“Sarah, it’s good.”
For two weeks, I’d lain in my post-op bed, waiting to hear these words from my surgical oncologist. Kidney cancer does not respond to chemotherapy. Typically, the only curative treatment is surgery: If doctors cannot literally cut your cancer out of your body, they can rarely return you to good health. The illness, for all intents and purposes, is terminal. With my surgeon’s call, I was on the fortunate side of this morose equation.
I remember little else from that conversation, but I do recall that in the first few days of my remission it seemed as if gratitude would eternally flow through my veins. I would never feel more alive than I felt post-cancer, I thought.
The irony would come only with hindsight. I am a psychologist by training. My dissertation has focused, in part, on the intuitive appeal of believing that “things happen for a reason.” My remission suddenly left me my own best subject, desperately clinging to the same ideological beliefs I’d spent my young career trying to understand. Yet for all its palliative allure, it was difficult to convince myself that my life was orchestrated such that I would get cancer at 26 — that this unfortunate turn of events was part of some broader plan that would reveal itself in time. As far as I could tell, there was no reason for my cancer other than some unfortunate mutations written in my genetic code.
Slowly, the bottom seemed to drop out from under me. Treatment had been a darkly magical experience, marked not just with appointments and scans and hospitalizations, but also with love that boiled over, drowning out the pain and unease. In its place, the eerie quiet of my remission haunted me.

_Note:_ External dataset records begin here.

// crates/tenant-policy-core/src/core/environment.rs
// ============================================================================
// Module: Environment Model
// Description: Environments, resource domains, and tenants.
// Purpose: Describe the directory entries that configuration references point at.
// Dependencies: serde
// ============================================================================

//! ## Overview
//! Environments belong to exactly one tenant and one resource domain. The
//! directory owns them; this crate only reads them.

// ============================================================================
// SECTION: Imports
// ============================================================================

use serde::Deserialize;
use serde::Serialize;

use crate::core::identifiers::EnvironmentId;
use crate::core::identifiers::EnvironmentName;
use crate::core::identifiers::TenantId;

// ============================================================================
// SECTION: Domain
// ============================================================================

/// Resource domain an environment belongs to.
///
/// # Invariants
/// - Variants are stable for storage and audit labeling.
#[derive(Debug, Clone, Copy, PartialEq, Eq, Hash, PartialOrd, Ord, Serialize, Deserialize)]
#[serde(rename_all = "snake_case")]
pub enum Domain {
    /// Message-broker (Kafka) environments.
    Messaging,
    /// Connector-cluster (Kafka Connect) environments.
    Connect,
    /// Schema-registry environments.
    SchemaRegistry,
}

impl Domain {
    /// All domains in a fixed order.
    pub const ALL: [Self; 3] = [Self::Messaging, Self::Connect, Self::SchemaRegistry];

    /// Returns a stable label for the domain.
    #[must_use]
    pub const fn as_str(self) -> &'static str {
        match self {
            Self::Messaging => "messaging",
            Self::Connect => "connect",
            Self::SchemaRegistry => "schema_registry",
        }
    }
}

// ============================================================================
// SECTION: Environment
// ============================================================================

/// Directory entry for a single environment.
#[derive(Debug, Clone, PartialEq, Eq, Serialize, Deserialize)]
pub struct Environment {
    /// Stable identifier.
    pub id: EnvironmentId,
    /// Current display name.
    pub name: EnvironmentName,
    /// Owning tenant.
    pub tenant_id: TenantId,
    /// Resource domain.
    pub domain: Domain,
}

impl Environment {
    /// Builds an environment entry.
    #[must_use]
    pub fn new(
        tenant_id: TenantId,
        domain: Domain,
        id: impl Into<String>,
        name: impl Into<String>,
    ) -> Self {
        Self {
            id: EnvironmentId::new(id),
            name: EnvironmentName::new(name),
            tenant_id,
            domain,
        }
    }
}

// ============================================================================
// SECTION: Tenant
// ============================================================================

/// Tenant directory entry.
#[derive(Debug, Clone, PartialEq, Eq, Serialize, Deserialize)]
pub struct Tenant {
    /// Tenant identifier.
    pub id: TenantId,
    /// Tenant name.
    pub name: String,
}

Humans are notoriously bad at predicting emotional reactions to events, good or bad, and indeed, I suddenly found myself living a forecasting error of sorts — how I imagined remission would feel seemed to starkly contrast with my lived experience. My work suddenly felt meaningless, and yet I didn’t know who I was without it. I no longer identified with my friends’ professional ambitions. They didn’t identify with my dark sentimentality. There was an urgency with which I told them I loved them. They responded in turn, and yet looked at me with unease, unsure how to handle the emotional gravity of it all.

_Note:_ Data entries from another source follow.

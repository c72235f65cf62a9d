// crates/tenant-policy-service/src/lib.rs
// ============================================================================
// Module: Tenant Policy Service
// Description: Server configuration operations over the tenant policy core.
// Purpose: Expose editable configuration listing, updates, and server properties.
// Dependencies: tenant-policy-core, tenant-policy-config, serde
// ============================================================================

//! ## Overview
//! The service layer wraps [`tenant_policy_core::TenantConfigStore`] with the
//! caller-facing operations: listing a tenant's editable properties, applying
//! an update with a structured outcome, and reading the masked server
//! property snapshot. Every update outcome is written to an audit sink.

// ============================================================================
// SECTION: Modules
// ============================================================================

pub mod audit;
pub mod permissions;
pub mod properties;
pub mod service;

// ============================================================================
// SECTION: Re-Exports
// ============================================================================

pub use audit::ConfigAuditEvent;
pub use audit::ConfigAuditEventParams;
pub use audit::ConfigAuditOutcome;
pub use audit::ConfigAuditSink;
pub use audit::ConfigFileAuditSink;
pub use audit::ConfigNoopAuditSink;
pub use audit::ConfigStderrAuditSink;
pub use permissions::StaticPermissionChecker;
pub use properties::MASKED_VALUE;
pub use properties::ServerProperty;
pub use properties::ServerPropertyHandle;
pub use properties::ServerPropertySnapshot;
pub use properties::WRAP_WIDTH;
pub use service::EditableProperty;
pub use service::FAILURE_MESSAGE;
pub use service::NOT_AUTHORIZED_MESSAGE;
pub use service::SUCCESS_MESSAGE;
pub use service::ServerConfigService;
pub use service::ServiceError;
pub use service::UpdateOutcome;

Then there was the prescriptive question of how to spend my time. I vacillated between anxiety and disillusionment: Why push my dissertation forward, I wondered, if I might not live to go on the job market? Focus on your relationships, I told myself, the rest is ephemeral anyway. I repeated that mantra until a pang of anxiety set in: Maybe I will manage to outrun my cancer after all, only to be left without a fulfilling career. I’d binge on work until the guilt of neglecting my friends and family resurfaced. And so on and so forth.
In fact, that I struggled in itself provoked in me a sense of guilt. The cancer narrative dictates that a survivor should cherish every day as if it was her last. By that metric, it was as if I had learned nothing from losing an organ and confronting my mortality. And although my surgical scars faded, thanks to the brilliance and deft artistry of my oncologist, each follow-up scan tore open the psychological wound, unleashing raw terror and vulnerability.
With time, however, I began to see that I was simply running along life’s hedonic treadmill — while major positive events might make us momentarily happy, and major negative events might make us momentarily sad, research shows we eventually tend to return to some sort of personal “happiness stasis.” My initial diagnosis had not broken me, nor had the subsequent news of my remission immunized me from sadness, anger, and the like.
I began to notice stable changes in my psychology, though less dramatic than the societal cliches would have it. I wasn’t immune from the strain of the 20-something rat race. But I could more easily disengage from it. Cancer forced my inner circle to prematurely grapple with fear that shook the walls of social norms. When they fell, my friends and family found license to have conversations that might otherwise have been awkward or taboo. Eventually those conversations transcended cancer all together. Cherishing every day might be a tall order, we decided, but that didn’t mean we couldn’t share a renewed collective commitment to “enjoy every sandwich” — as Warren Zevon put it, following his own cancer diagnosis.
While there will always be a psychological gulf between those who have faced cancer and those who haven’t, in the end my struggle seemed to have breathed — of all things — new life into my relationships. And I had emerged from a great internal psychological study with newfound evidence for resilience I never knew I had. And here’s where things more starkly departed from the dominant narrative: That cancer strengthened, not weakened, the human experience seemed quite miraculous in itself, without needing to invent a literal story for how the cancer came about in the first place.
To be sure, given the choice, I would not have traded my left kidney for some hard-fought wisdom and a force-fed dose of perspective. But in the face of existential uncertainty, something else had become paradoxically clear: Accepting, as a scientist, the randomness of my cancer is not mutually exclusive with finding meaning in the disease. I can abandon delusions of predestination, while still gleaning value from the pain. My faith in the human spirit carries me through.
Sarah Catherine Cotterill is a PhD candidate in psychology at Harvard University.